上海市国民党部は排日運動もあおっていた。6月14日、・・・排日貨が採用され・・・18日、中国の新聞上には、決定に反して日本品を取り扱った者は木製の檻に入れてさらし者にするという警告が掲載された。・・・26日、対日経済絶交大同盟が上海で設立された。28日、上海国民党が日本品販売禁止令を発し・・・た。・・・
国民党は依然イギリスを中国の第一の敵と見なしていたので、事態は日本よりもイギリスにとっての方が深刻だった。その結果、・・・イギリス外務省は日本と<この>排外ボイコット・・・について芳沢<駐支公使>と話合うようランプソンに指示した。また、田中首相兼外相と話合うようティリーに指示した。・・・
<しかし、>12日、ランプソンは「・・・田中首相が中国での具体的な共同計画の作成に乗り気になるには、依然相当の情報提供や説得が必要だが、日本公使の話によると、彼はまだそれを田中に言及すらしていないというのである」と報告した。・・・<また、>極東部長マウンジー<に>は・・・英日両国を対立させて利益を得ようという中国の試みに日本が耐え続けられるとは、・・・考えられなかった。」(126~127頁)
→情報が田中のところにあがっていなかったのは、田中が忙しすぎるために、外務省の事務方が公信を絞って田中にあげていたのか、そもそも、出淵の英国との協調に消極的な姿勢を知っている芳沢が、この種公信を本省に送るのを自主規制していたのか、或いはその両方なのか、分かりませんが、私が指摘した問題がここにも象徴的に現れている、と思います。(太田)
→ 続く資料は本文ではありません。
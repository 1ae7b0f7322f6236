//! Observer interface for chain events.

use std::collections::HashMap;
use std::fmt;

use crate::types::Block;

/// Points in the block lifecycle that listeners can hook.
#[derive(Clone, Copy, Debug, Eq, PartialEq, Hash)]
pub enum ChainEvent {
    /// A verified block is about to be saved.
    BeforeAccept,
    /// A block became the new head.
    BlockPushed,
    /// A block was removed from the head.
    BlockPopped,
    /// Transactions of a block are about to be applied.
    BeforeApply,
    /// Transactions of a block were applied.
    AfterApply,
    RescanBegin,
    RescanEnd,
    /// A stored block was replayed during a rescan.
    BlockScanned,
}

pub type Listener = Box<dyn Fn(&Block) + Send + Sync>;

/// Listener registry keyed by event.
#[derive(Default)]
pub struct Listeners {
    by_event: HashMap<ChainEvent, Vec<Listener>>,
}

impl Listeners {
    pub fn add(&mut self, event: ChainEvent, listener: Listener) {
        self.by_event.entry(event).or_default().push(listener);
    }

    pub fn notify(&self, event: ChainEvent, block: &Block) {
        if let Some(listeners) = self.by_event.get(&event) {
            for listener in listeners {
                listener(block);
            }
        }
    }
}

impl fmt::Debug for Listeners {
    fn fmt(&self, f: &mut fmt::Formatter<'_>) -> fmt::Result {
        let counts: HashMap<_, _> = self.by_event.iter().map(|(e, l)| (*e, l.len())).collect();
        f.debug_struct("Listeners").field("by_event", &counts).finish()
    }
}
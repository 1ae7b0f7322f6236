//! Metrics and instrumentation for the chain.
//!
//! This module defines Prometheus-compatible metrics for the chain
//! processor and fork resolver, and exposes a small HTTP exporter that
//! serves `/metrics` in Prometheus text format.
//!
//! Typical usage in a node:
//!
//! ```ignore
//! use std::sync::Arc;
//! use forgechain::metrics::{MetricsRegistry, run_prometheus_http_server};
//!
//! let registry = Arc::new(MetricsRegistry::new()?);
//! tokio::spawn(run_prometheus_http_server(registry.clone(), cfg.listen_addr));
//!
//! // Hand the consensus metrics to the chain processor:
//! builder.metrics(registry.consensus.clone());
//! ```

pub mod prometheus;

pub use prometheus::{ConsensusMetrics, MetricsRegistry, run_prometheus_http_server};
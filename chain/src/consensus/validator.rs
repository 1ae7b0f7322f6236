//! Block validity predicates used by the chain processor.

use crate::types::Block;

use super::error::ChainError;

/// Pluggable block-local validity predicate.
///
/// Implementations should be deterministic and side-effect free. They run
/// after structure and proof checks and before the ledger sees the
/// block's transactions.
pub trait BlockValidator: Send {
    fn validate(&self, block: &Block) -> Result<(), ChainError>;
}

/// Runs two validators in order, failing fast on the first error.
pub struct CombinedValidator<A, B> {
    pub first: A,
    pub second: B,
}

impl<A, B> CombinedValidator<A, B> {
    pub fn new(first: A, second: B) -> Self {
        Self { first, second }
    }
}

impl<A, B> BlockValidator for CombinedValidator<A, B>
where
    A: BlockValidator,
    B: BlockValidator,
{
    fn validate(&self, block: &Block) -> Result<(), ChainError> {
        self.first.validate(block)?;
        self.second.validate(block)
    }
}
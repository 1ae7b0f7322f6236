//! Mutable block under construction.
//!
//! Forgers build a [`Candidate`] on top of the current head, then search
//! for a valid proof by mutating it in place (nonce, timestamp, signature).
//! Only [`Candidate::freeze`] turns it into an immutable [`Block`]; a
//! candidate is never aliased with an accepted block.

use ed25519_dalek::SigningKey;

use super::block::{PayloadSummary, encode_layout};
use super::{Block, BlockId, Hash256, Header, ProofPayload, PublicKey, Transaction};
use crate::consensus::config::ConsensusConfig;
use crate::consensus::error::ChainError;
use crate::consensus::{difficulty, pos};
use crate::crypto;

/// Variant inputs a forger supplies when starting a candidate.
#[derive(Clone, Debug, Eq, PartialEq)]
pub enum ProofParams {
    Work,
    Stake { generator_public_key: PublicKey },
    Agreement { vote: String, actor: String },
}

/// A block whose proof is still being searched for.
#[derive(Clone, Debug)]
pub struct Candidate {
    header: Header,
    transactions: Vec<Transaction>,
    proof: ProofPayload,
    previous_timestamp: u64,
}

impl Candidate {
    /// Builds a candidate on top of `previous`.
    ///
    /// Computes the payload commitment, totals, height and cumulative
    /// difficulty. `base_target` is the already-retargeted value for the
    /// new height.
    pub fn build(
        previous: &Block,
        timestamp: u64,
        transactions: Vec<Transaction>,
        params: ProofParams,
        base_target: u64,
        limits: &ConsensusConfig,
    ) -> Result<Self, ChainError> {
        let payload = PayloadSummary::of(&transactions);
        if transactions.len() > limits.max_block_txs || payload.length > limits.max_payload_bytes
        {
            return Err(ChainError::PayloadTooLarge {
                tx_count: transactions.len(),
                payload_bytes: payload.length,
                max_txs: limits.max_block_txs,
                max_bytes: limits.max_payload_bytes,
            });
        }
        if timestamp <= previous.timestamp() {
            return Err(ChainError::InvalidTimestamp {
                timestamp,
                previous: previous.timestamp(),
            });
        }

        let proof = match params {
            ProofParams::Work => ProofPayload::Work { nonce: 0 },
            ProofParams::Stake {
                generator_public_key,
            } => {
                let prev_sig = previous.generation_signature().ok_or_else(|| {
                    ChainError::StructuralInvalid(
                        "stake candidate on top of a non-stake block".to_string(),
                    )
                })?;
                ProofPayload::Stake {
                    generation_signature: pos::generation_signature(
                        prev_sig,
                        &generator_public_key,
                    ),
                    generator_public_key,
                    block_signature: None,
                }
            }
            ProofParams::Agreement { vote, actor } => ProofPayload::Agreement {
                nonce: 0,
                vote,
                actor,
            },
        };

        let header = Header {
            height: previous.height() + 1,
            timestamp,
            previous_block_id: previous.id(),
            previous_block_hash: previous.hash(),
            payload_hash: payload.hash,
            payload_length: payload.length_u32(),
            total_amount: payload.total_amount,
            total_fee: payload.total_fee,
            base_target,
            cumulative_difficulty: difficulty::next_cumulative_difficulty(
                previous.cumulative_difficulty(),
                base_target,
            ),
        };

        Ok(Self {
            header,
            transactions,
            proof,
            previous_timestamp: previous.timestamp(),
        })
    }

    pub fn header(&self) -> &Header {
        &self.header
    }

    pub fn height(&self) -> u64 {
        self.header.height
    }

    pub fn timestamp(&self) -> u64 {
        self.header.timestamp
    }

    pub fn base_target(&self) -> u64 {
        self.header.base_target
    }

    pub fn transactions(&self) -> &[Transaction] {
        &self.transactions
    }

    pub fn proof(&self) -> &ProofPayload {
        &self.proof
    }

    pub fn nonce(&self) -> Option<u64> {
        match &self.proof {
            ProofPayload::Work { nonce } | ProofPayload::Agreement { nonce, .. } => Some(*nonce),
            ProofPayload::Stake { .. } => None,
        }
    }

    /// Advances the nonce of a work or agreement candidate.
    pub fn inc_nonce(&mut self) {
        if let ProofPayload::Work { nonce } | ProofPayload::Agreement { nonce, .. } =
            &mut self.proof
        {
            *nonce = nonce.wrapping_add(1);
        }
    }

    /// Re-stamps the candidate. Drops any signature already applied.
    pub fn set_timestamp(&mut self, timestamp: u64) -> Result<(), ChainError> {
        if timestamp <= self.previous_timestamp {
            return Err(ChainError::InvalidTimestamp {
                timestamp,
                previous: self.previous_timestamp,
            });
        }
        self.header.timestamp = timestamp;
        if let ProofPayload::Stake {
            block_signature, ..
        } = &mut self.proof
        {
            *block_signature = None;
        }
        Ok(())
    }

    /// Byte layout as it currently stands.
    pub fn bytes(&self) -> Vec<u8> {
        encode_layout(&self.header, self.transactions.len(), &self.proof, true)
    }

    pub fn unsigned_bytes(&self) -> Vec<u8> {
        encode_layout(&self.header, self.transactions.len(), &self.proof, false)
    }

    /// `sha256(bytes)`, the digest proof-of-work compares against.
    pub fn hash(&self) -> Hash256 {
        Hash256::compute(&self.bytes())
    }

    /// Identifier the frozen block will carry.
    pub fn id(&self) -> Result<BlockId, ChainError> {
        if !self.proof.is_finalized() {
            return Err(ChainError::NotYetFinalized);
        }
        Ok(BlockId::from_hash(&self.hash()))
    }

    /// Signs a stake candidate with the generator key.
    pub fn sign(&mut self, key: &SigningKey) -> Result<(), ChainError> {
        let unsigned = self.unsigned_bytes();
        match &mut self.proof {
            ProofPayload::Stake {
                generator_public_key,
                block_signature,
                ..
            } => {
                if crypto::public_key(key) != *generator_public_key {
                    return Err(ChainError::ProofInvalid(
                        "signing key does not match generator".to_string(),
                    ));
                }
                *block_signature = Some(crypto::sign(key, &unsigned));
                Ok(())
            }
            _ => Err(ChainError::ProofInvalid(
                "only stake candidates carry a block signature".to_string(),
            )),
        }
    }

    /// Produces the immutable block.
    pub fn freeze(self) -> Result<Block, ChainError> {
        Block::from_parts(self.header, self.transactions, self.proof)
    }
}

#[cfg(test)]
mod tests {
    use super::*;
    use crate::test_support;

    #[test]
    fn build_rejects_non_increasing_timestamp() {
        let genesis = test_support::work_chain(1).remove(0);
        let cfg = ConsensusConfig::default();
        let err = Candidate::build(
            &genesis,
            genesis.timestamp(),
            Vec::new(),
            ProofParams::Work,
            genesis.base_target(),
            &cfg,
        )
        .unwrap_err();
        assert!(matches!(err, ChainError::InvalidTimestamp { .. }));
    }

    #[test]
    fn build_rejects_oversized_payload() {
        let genesis = test_support::work_chain(1).remove(0);
        let cfg = ConsensusConfig {
            max_block_txs: 1,
            ..ConsensusConfig::default()
        };
        let txs = vec![test_support::payment("a", "b", 1, 0), test_support::payment("a", "b", 2, 0)];
        let err = Candidate::build(
            &genesis,
            genesis.timestamp() + 1,
            txs,
            ProofParams::Work,
            genesis.base_target(),
            &cfg,
        )
        .unwrap_err();
        assert!(matches!(err, ChainError::PayloadTooLarge { tx_count: 2, .. }));
    }

    #[test]
    fn stake_candidate_has_no_id_until_signed() {
        let genesis = test_support::stake_genesis();
        let key = crypto::signing_key(test_support::FORGER);
        let mut candidate = Candidate::build(
            &genesis,
            genesis.timestamp() + 10,
            Vec::new(),
            ProofParams::Stake {
                generator_public_key: crypto::public_key(&key),
            },
            genesis.base_target(),
            &ConsensusConfig::default(),
        )
        .unwrap();

        assert!(matches!(candidate.id(), Err(ChainError::NotYetFinalized)));
        assert!(matches!(
            candidate.clone().freeze(),
            Err(ChainError::NotYetFinalized)
        ));

        candidate.sign(&key).unwrap();
        let id = candidate.id().unwrap();
        assert_eq!(candidate.freeze().unwrap().id(), id);
    }

    #[test]
    fn retimestamp_drops_signature() {
        let genesis = test_support::stake_genesis();
        let key = crypto::signing_key(test_support::FORGER);
        let mut candidate = Candidate::build(
            &genesis,
            genesis.timestamp() + 10,
            Vec::new(),
            ProofParams::Stake {
                generator_public_key: crypto::public_key(&key),
            },
            genesis.base_target(),
            &ConsensusConfig::default(),
        )
        .unwrap();
        candidate.sign(&key).unwrap();
        candidate.set_timestamp(genesis.timestamp() + 11).unwrap();
        assert!(candidate.id().is_err());
        assert!(candidate.set_timestamp(genesis.timestamp()).is_err());
    }

    #[test]
    fn nonce_changes_the_hash() {
        let genesis = test_support::work_chain(1).remove(0);
        let mut candidate = Candidate::build(
            &genesis,
            genesis.timestamp() + 1,
            Vec::new(),
            ProofParams::Work,
            genesis.base_target(),
            &ConsensusConfig::default(),
        )
        .unwrap();
        let before = candidate.hash();
        candidate.inc_nonce();
        assert_eq!(candidate.nonce(), Some(1));
        assert_ne!(candidate.hash(), before);
    }
}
「排日貨<について、>・・・この時期<在支>日本人は全般的にそれほど心配してはいなかったようである。・・・その理由は、第一に、この時期にはイギリスも軍隊を派遣していたために、日本は依然排外活動の唯一の標的ではなかったことである。第二に、列強は日本の姿勢の変化に好意的であった。第三に、排日貨の損害はそれほど深刻ではなかた。・・・そして最後に、・・・この時期、代償を支払わねばならなかったのは、日本人よりも、むしろ日本の商品を取り扱っていた中国人商人であった。排日貨は上海国民党が上海の中国人商人から寄付を搾り取る便利な道具としても使われていた。・・・
日本人外交官は排日貨が続くのはほんの二、三ヵ月であると信じ、実際にそれは予想されたとおりに終息したのであった。・・・
7月18日、南京政府は排外運動の規制を決め、翌19日に発せられた命令によって排外運動は下火となった。この命令が発せられた理由の一つは、中国人商人が深刻な損害を受けていたことだと観察された。さらに8月には、国民革命軍の進軍は孫伝芳<(注32)>に阻まれ、蒋介石総司令は山東省には進まないことを決めた。南京の国民政府は、敗北した蒋介石の支持継続をめぐって分裂し、蒋は総司令を退いて<(注33)>日本に赴いた。北伐は中断し、8月24日、田中内閣は撤兵を閣議決定した。・・・
(注32)Sun Chuan-fang。1885~1935年。「1904年・・・官費により日本へ軍事留学した。1908年・・・、陸軍士官学校第6期・・・。・・・1926年・・・7月、国民政府が北伐を開始し、呉佩孚への攻撃を開始した。孫伝芳は、・・・9月、呉を破った北伐軍を江西省で迎撃したが、敗北して南京に退却した。その後、奉天派との関係を改善して、11月に張宗昌と共に張作霖を安国軍総司令として擁立し、孫は副司令兼五省聯軍総司令となった。しかし・・・1927年・・・3月には、孫伝芳は南京を失陥する。」
http://ja.wikipedia.org/wiki/%E5%AD%AB%E4%BC%9D%E8%8A%B3
ちなみに、張宗昌(Chang Tzung-chang。1881~1932年)は、「幼年期から青年期にかけては無頼漢として育つ。・・・<1925~28年、山東省を支配。>奉天派の他の軍人たちと同様に日本の後ろ盾を得ていたことなどもあって、・・・青島における日本の紡績工場で起きたストライキには大規模な弾圧を加えた。また、支配の過程でかき集めた大量の私財は、大連の日本資本の銀行に貯蓄していた。」
http://ja.wikipedia.org/wiki/%E5%BC%B5%E5%AE%97%E6%98%8C
という、アナクロな人物。
(注33)「1927年・・・7月に汪兆銘は武漢政府と南京政府との合体を提案し、蒋介石も了承した。そして、同年9月に南京政府が武漢政府を取り込んで国民党政権の統一が成立した。このとき、武漢政府は・・・南京政府と合併してもいいが、共産党追い出しにはじまるこの混乱の責任をとって蒋介石は身を引くべきだと<要求した>・・・。この<要求>に応じた蒋介石は、1927年8月、政府と国民党のポストから身を引いた。」
http://www.geocities.co.jp/Bookend-Yasunari/7517/nenpyo/1921-30/1927_kokuminto_toitsu.html
なお、これは一つの説明に過ぎないのであって、後で、改めて蒋の下野の背景を追求してみたい。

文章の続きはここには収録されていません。